Panasonic Lumix G Fisheye 8mm f/3.5 (H-F008) Lens
A lens with a peripherally distorted, ultra-wide angle of view for Micro Four Thirds System cameras.People are often intrigued by anything that changes the way they view subjects, which accounts for some of the popularity of fisheye lenses. Panasonic’s Lumix G Fisheye 8mm f/3.5 lens, which was announced in June, is the first (and, so far, only) fisheye lens for Micro Four Thirds System cameras. Offering a 180-degree diagonal field of view it provides a radically different perspective. . . [more]
People are often intrigued by anything that changes the way they view subjects, which accounts for some of the popularity of fisheye lenses.
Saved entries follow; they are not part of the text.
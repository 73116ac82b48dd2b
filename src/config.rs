//! Run configuration: constants, failure suppression, and the record reader

use std::time::Duration;

use crate::descriptor::artifact::ArtifactDescriptor;
use crate::descriptor::template::GroupTemplate;
use crate::error::ConfigError;

// =============================================================================
// Network constants
// =============================================================================

/// Default authoritative repository base URL
pub const DEFAULT_REPO_BASE_URL: &str = "https://repo.maven.apache.org/maven2/";

/// Bounded attempts for a listing fetch before surfacing the failure
pub const MAX_FETCH_ATTEMPTS: u32 = 3;

/// Pause between listing fetch attempts
pub const FETCH_RETRY_DELAY: Duration = Duration::from_secs(3);

/// Per-request timeout; a bounded retry count substitutes for cancellation
pub const REQUEST_TIMEOUT: Duration = Duration::from_secs(30);

pub const USER_AGENT: &str = "dist-check";

/// Default file receiving one line per version mismatch
pub const FAILURES_FILENAME: &str = "check-index-page.log";

/// Failure suppression entry: an artifact id, optionally pinned to a version
#[derive(Debug, Clone, PartialEq, Eq)]
pub struct IgnoreEntry {
    artifact_id: String,
    version: Option<String>,
}

impl IgnoreEntry {
    /// Parse `artifactId` or `artifactId:version`
    pub fn parse(entry: &str) -> Self {
        match entry.split_once(':') {
            Some((artifact, version)) => Self {
                artifact_id: artifact.to_string(),
                version: Some(version.to_string()),
            },
            None => Self {
                artifact_id: entry.to_string(),
                version: None,
            },
        }
    }

    fn matches(&self, artifact_id: &str, version: &str) -> bool {
        self.artifact_id == artifact_id && self.version.as_deref().is_none_or(|v| v == version)
    }
}

/// Allow-list deciding whether a version mismatch is reportable
#[derive(Debug, Clone, Default)]
pub struct IgnoreList {
    entries: Vec<IgnoreEntry>,
}

impl IgnoreList {
    pub fn new(entries: impl IntoIterator<Item = impl AsRef<str>>) -> Self {
        Self {
            entries: entries
                .into_iter()
                .map(|entry| IgnoreEntry::parse(entry.as_ref()))
                .collect(),
        }
    }

    /// Whether a mismatch for this artifact/version should be suppressed
    pub fn contains(&self, artifact_id: &str, version: &str) -> bool {
        self.entries
            .iter()
            .any(|entry| entry.matches(artifact_id, version))
    }
}

/// Read descriptors from line-oriented configuration text.
///
/// Unindented lines start a group record, indented lines add child
/// artifacts under the current group, `#` starts a comment. Descriptors
/// come back in file order.
pub fn read_configuration(text: &str) -> Result<Vec<ArtifactDescriptor>, ConfigError> {
    let mut descriptors = Vec::new();
    let mut current_group = None;

    for line in text.lines() {
        let without_comment = line.split('#').next().unwrap_or("");
        if without_comment.trim().is_empty() {
            continue;
        }

        let tokens: Vec<&str> = without_comment.split_whitespace().collect();

        if without_comment.starts_with([' ', '\t']) {
            let Some(template) = &current_group else {
                return Err(ConfigError::MalformedRecord(format!(
                    "child record before any group record: {}",
                    without_comment.trim()
                )));
            };
            descriptors.push(ArtifactDescriptor::from_child_record(template, &tokens)?);
        } else {
            let record = GroupTemplate::parse(&tokens)?;
            if let Some(singleton) = record.singleton {
                descriptors.push(singleton);
            }
            current_group = Some(record.template);
        }
    }

    Ok(descriptors)
}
Panasonic’s Lumix G Fisheye 8mm f/3.5 lens, which was announced in June, is the first (and, so far, only) fisheye lens for Micro Four Thirds System cameras. Offering a 180-degree diagonal field of view it provides a radically different perspective.
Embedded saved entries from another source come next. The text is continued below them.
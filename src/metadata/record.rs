//! Version/timestamp record fetched per artifact

use chrono::NaiveDateTime;

/// Display fallback for timestamps that do not parse. Participates in
/// later comparisons and simply never matches a listing date.
pub const CANNOT_PARSE: &str = "Cannot parse";

/// Compact timestamp format used by the authoritative metadata
const LAST_UPDATED_FORMAT: &str = "%Y%m%d%H%M%S";

/// Latest version and last-updated timestamp reported by the
/// authoritative source. Owned by the descriptor it was fetched for;
/// never shared or cached across descriptors.
#[derive(Debug, Clone, PartialEq, Eq)]
pub struct AuthoritativeRecord {
    pub latest_version: String,
    pub last_updated_raw: String,
}

impl AuthoritativeRecord {
    /// Release date as `YYYY-MM-DD`, or the [`CANNOT_PARSE`] sentinel
    pub fn release_date(&self) -> String {
        match NaiveDateTime::parse_from_str(&self.last_updated_raw, LAST_UPDATED_FORMAT) {
            Ok(timestamp) => timestamp.format("%Y-%m-%d").to_string(),
            Err(_) => CANNOT_PARSE.to_string(),
        }
    }
}
//! Known listing pages and their table layout

/// Index listing the parent poms; singleton group artifacts are checked here
pub const POMS_INDEX_URL: &str = "https://maven.apache.org/pom/";

/// One listing page plus the layout of its component table
#[derive(Debug, Clone, PartialEq, Eq)]
pub struct ListingPage {
    pub url: String,
    pub name: String,
    /// 1-based column position holding the version text
    pub version_column: usize,
    /// whether the column after the version holds a date
    pub has_date: bool,
}

impl ListingPage {
    pub fn new(url: &str, name: &str, version_column: usize, has_date: bool) -> Self {
        Self {
            url: url.to_string(),
            name: name.to_string(),
            version_column,
            has_date,
        }
    }
}

/// Lookup table from listing URL to page layout
#[derive(Debug, Clone, Default)]
pub struct ListingSet {
    pages: Vec<ListingPage>,
}

impl ListingSet {
    pub fn new(pages: Vec<ListingPage>) -> Self {
        Self { pages }
    }

    /// The listings this tool knows how to read out of the box
    pub fn builtin() -> Self {
        Self::new(vec![
            ListingPage::new("https://maven.apache.org/plugins/", "Plugins", 3, true),
            ListingPage::new("https://maven.apache.org/shared/", "Shared", 2, true),
            ListingPage::new("https://maven.apache.org/skins/", "Skins", 2, false),
            ListingPage::new(POMS_INDEX_URL, "Poms", 2, true),
        ])
    }

    pub fn get(&self, url: &str) -> Option<&ListingPage> {
        self.pages.iter().find(|page| page.url == url)
    }
}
While the normal human field of view for objects perceived clearly is roughly equivalent to 50 degrees, the 180-degree field of view of this lens means that almost everything in front of the lens is included in the frame. Unlike some fisheye lenses, which produce circular images that have darkened corners, the 8mm Panasonic lens maps the image across the entire image frame.
The Lumix G Fisheye 8mm f/3.5 lens. (Source: Panasonic.)
Full-frame fisheye lenses are characterised by a large, concave front element that bends the incoming light into a cone covering approximately 90 degrees. A convex rear element focuses the image onto the image sensor. In this type of lens, straight lines that run vertically or horizontally through the centre of the frame show little or no distortion. In contrast, lines outside of the centre of the frame become progressively more curved, leading to extreme distortions near the edges of the picture.
This type of distortion results from equisolid angle projection. Because it can be ‘mapped’ mathematically, it’s relatively easy to replicate in a digital camera, as we have seen with the increasing number of models that include a fisheye setting among their special effects.
Comprising ten lenses in nine groups, the 8mm Panasonic lens’s optical system includes one ED (Extra-low Dispersion) element to maintain a stable sharpness rendering from close-up to infinity and minimise chromatic aberrations. It supports the Contrast AF systems used by Panasonic’s G-series cameras and provides close focusing to 10 cm.
The optical diagram for the Lumix G Fisheye 8mm f/3.5 lens showing the location of the ED element. (Source: Panasonic.)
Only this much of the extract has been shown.